In many ways this South Africa v England series was the definitive pointless bilateral: a little island of three one-day internationals dropped right in the middle of another tournament with no other matches between the two sides before or after it.

But then it suddenly gained a sense of immediacy after South Africa forfeited a series against Australia last month so their best-known players could appear in the SA20 (except for captain Temba Bavuma, whose arguably immodest self-selected base price appeared to put off would-be bidders). (Update: He’s now got a gig, off the back of this series, replacing Tom Abell at Sunrisers Eastern Cape.)

Allowing points from that Australia series to drift away on the winds made it that much more difficult for South Africa to qualify for this year’s World Cup without first taking part in the 10-team qualifying tournament in Harare in June.
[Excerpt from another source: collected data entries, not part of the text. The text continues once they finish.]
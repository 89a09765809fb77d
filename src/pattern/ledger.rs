//! Ledger plausibility validation
//!
//! A short horizontal stick is only a ledger if it serves a note: it must
//! touch a stem or a note-bearing glyph, be part of a full-width line, or
//! gain a note neighbor through compound re-evaluation. Sticks that fail all
//! three are demoted back to unclassified.

use log::debug;

use crate::glyph::compound::{CompoundAdapter, build_compound};
use crate::glyph::{Classifier, GlyphArena, GlyphId, Shape, ShapeTables};
use crate::io::configuration::{INTER_CHUNK_DX, INTER_CHUNK_DY, LEDGER_NOTE_MIN_GRADE};
use crate::io::error::{OmrError, Result};
use crate::pattern::GlyphPattern;
use crate::score::{Scale, SystemInfo};
use crate::spatial::BoundingBox;

/// Collaborator deciding whether a stick spans a full staff-width line
///
/// Full-width horizontal lines are legitimate even without a note neighbor;
/// only the component that built the system's line network can tell them
/// apart from stray ledger chunks.
pub trait LineBuilder {
    /// Whether the glyph is part of a staff-spanning horizontal line
    fn is_full_ledger(&self, arena: &GlyphArena, glyph: GlyphId) -> bool;
}

/// Validator demoting ledger sticks that serve no note
pub struct LedgerValidator<'a> {
    classifier: &'a dyn Classifier,
    line_builder: &'a dyn LineBuilder,
}

impl<'a> LedgerValidator<'a> {
    /// Create a validator over the given classifier and line network
    pub const fn new(
        classifier: &'a dyn Classifier,
        line_builder: &'a dyn LineBuilder,
    ) -> Self {
        Self {
            classifier,
            line_builder,
        }
    }

    fn has_note_neighbor(arena: &GlyphArena, pool: &[GlyphId], ledger: GlyphId) -> bool {
        let Some(ledger_glyph) = arena.get(ledger) else {
            return false;
        };
        let neighbors = &ShapeTables::global().ledger_neighbors;
        pool.iter().any(|&other| {
            if other == ledger || arena.ancestor_of(other) != other {
                return false;
            }
            arena.get(other).is_some_and(|glyph| {
                glyph.shape().is_some_and(|shape| {
                    shape == Shape::Stem || neighbors.contains(shape)
                }) && ledger_glyph.touches(glyph)
            })
        })
    }
}

impl GlyphPattern for LedgerValidator<'_> {
    fn name(&self) -> &'static str {
        "ledger"
    }

    fn run(&mut self, arena: &mut GlyphArena, system: &mut SystemInfo) -> Result<usize> {
        let pool = system.glyphs.clone();
        let mut modified = 0;

        for staff in &mut system.staves {
            let scale = Scale::new(staff.interline);
            let rows: Vec<i32> = staff.ledger_map.keys().copied().collect();

            for row in rows {
                let ids: Vec<GlyphId> = staff
                    .ledger_map
                    .get(&row)
                    .map(|set| set.iter().copied().collect())
                    .unwrap_or_default();

                for id in ids {
                    // Absorbed or retagged entries are stale bookkeeping
                    let still_ledger = arena.ancestor_of(id) == id
                        && arena
                            .get(id)
                            .is_some_and(|g| g.shape() == Some(Shape::Ledger));
                    if !still_ledger {
                        if let Some(set) = staff.ledger_map.get_mut(&row) {
                            set.remove(&id);
                        }
                        continue;
                    }

                    if Self::has_note_neighbor(arena, &pool, id) {
                        continue;
                    }
                    if self.line_builder.is_full_ledger(arena, id) {
                        continue;
                    }

                    let excluded = staff
                        .ledger_map
                        .get(&row)
                        .cloned()
                        .unwrap_or_default();
                    let adapter = LedgerAdapter { scale, excluded };
                    let repaired =
                        build_compound(arena, self.classifier, id, false, &pool, &adapter)?;
                    if repaired.is_some() {
                        continue;
                    }

                    debug!("demoting isolated ledger #{id} on row {row}");
                    if let Some(glyph) = arena.get_mut(id) {
                        glyph.set_shape(None);
                    }
                    if let Some(set) = staff.ledger_map.get_mut(&row) {
                        set.remove(&id);
                    }
                    modified += 1;
                }

                if staff
                    .ledger_map
                    .get(&row)
                    .is_some_and(std::collections::BTreeSet::is_empty)
                {
                    staff.ledger_map.remove(&row);
                }
            }
        }

        Ok(modified)
    }
}

/// Compound policy hunting for a note next to a lone ledger
struct LedgerAdapter {
    scale: Scale,
    excluded: std::collections::BTreeSet<GlyphId>,
}

impl CompoundAdapter for LedgerAdapter {
    fn reference_box(&self, arena: &mut GlyphArena, seed: GlyphId) -> Result<BoundingBox> {
        let stop = arena
            .get_mut(seed)
            .ok_or(OmrError::UnknownGlyph { glyph: seed })?
            .stop_point()?;
        Ok(BoundingBox::new(stop, stop).grow(
            self.scale.to_pixels(INTER_CHUNK_DX),
            self.scale.to_pixels(INTER_CHUNK_DY),
        ))
    }

    fn is_shape_admissible(&self, shape: Shape) -> bool {
        ShapeTables::global().ledger_neighbors.contains(shape)
    }

    fn min_grade(&self) -> f64 {
        LEDGER_NOTE_MIN_GRADE
    }

    fn is_candidate_suitable(&self, arena: &GlyphArena, candidate: GlyphId) -> bool {
        if self.excluded.contains(&candidate) {
            return false;
        }
        // Barlines and other persistent shapes never fold into a note
        !arena.get(candidate).is_some_and(|glyph| {
            glyph
                .shape()
                .is_some_and(|shape| ShapeTables::global().persistent.contains(shape))
        })
    }
}
//! Confidence-bearing shape hypotheses

use std::cmp::Ordering;

use crate::glyph::geometry::Geometry;
use crate::glyph::shape::Shape;

/// Who produced an evaluation
#[derive(Debug, Clone, Copy, PartialEq, Eq)]
pub enum Origin {
    /// The external shape classifier
    Classifier,
    /// An algorithmic heuristic (pattern validator, compound repair)
    Algorithm,
}

/// A shape hypothesis with a confidence grade in `[0, 1]`
///
/// Grade ordering is total; a higher grade is more trusted.
#[derive(Debug, Clone, Copy, PartialEq)]
pub struct Evaluation {
    /// The hypothesized shape
    pub shape: Shape,
    /// Confidence grade, 0 (worthless) to 1 (certain)
    pub grade: f64,
    /// Origin of the hypothesis
    pub origin: Origin,
}

impl Evaluation {
    /// Create an evaluation, clamping the grade into `[0, 1]`
    pub fn new(shape: Shape, grade: f64, origin: Origin) -> Self {
        Self {
            shape,
            grade: grade.clamp(0.0, 1.0),
            origin,
        }
    }

    /// Total ordering on grade (higher grade sorts last)
    pub fn compare_grade(&self, other: &Self) -> Ordering {
        self.grade.total_cmp(&other.grade)
    }
}

/// The external shape classifier, specified at its boundary only
///
/// The classifier returns its best hypothesis for the given geometric
/// features, or `None` if no hypothesis reaches the caller's grade floor.
pub trait Classifier {
    /// Best shape hypothesis at or above `min_grade`, if any
    fn evaluate(&self, geometry: &Geometry, min_grade: f64) -> Option<Evaluation>;
}

#[cfg(test)]
mod tests {
    use super::*;

    #[test]
    fn test_grade_is_clamped() {
        let eval = Evaluation::new(Shape::Dot, 1.7, Origin::Classifier);
        assert!((eval.grade - 1.0).abs() < f64::EPSILON);
        let eval = Evaluation::new(Shape::Dot, -0.3, Origin::Algorithm);
        assert!(eval.grade.abs() < f64::EPSILON);
    }

    #[test]
    fn test_grade_ordering_is_total() {
        let low = Evaluation::new(Shape::Dot, 0.2, Origin::Classifier);
        let high = Evaluation::new(Shape::Staccato, 0.9, Origin::Classifier);
        assert_eq!(low.compare_grade(&high), Ordering::Less);
        assert_eq!(high.compare_grade(&low), Ordering::Greater);
        assert_eq!(low.compare_grade(&low), Ordering::Equal);
    }
}
//! Error handling and crate-wide tuning constants

/// Tuning constants (tolerances, iteration caps, raster defaults)
pub mod configuration;
/// Error taxonomy and result alias
pub mod error;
Beating England means they’ve a good chance of sidestepping that.

The World Cup is also just about close enough that almost any ODI can seem meaningful at the minute.

Match 1

A 27-run victory was a great start for the home team, but headlines nevertheless focused on Jason Roy’s 79-ball hundred.

Roy was left out of England’s T20 World Cup squad after pretty much losing the ability to play cricket, but he’s been clinging on in the middle format because… um… not sure actually.

> Where are Jason Roy’s foundations? Do white ball specialists need more time in the middle?

Nevertheless, cling on he has and this hundred was a pretty impressive scrabble up from the deperately-clinging-on position he’s been in.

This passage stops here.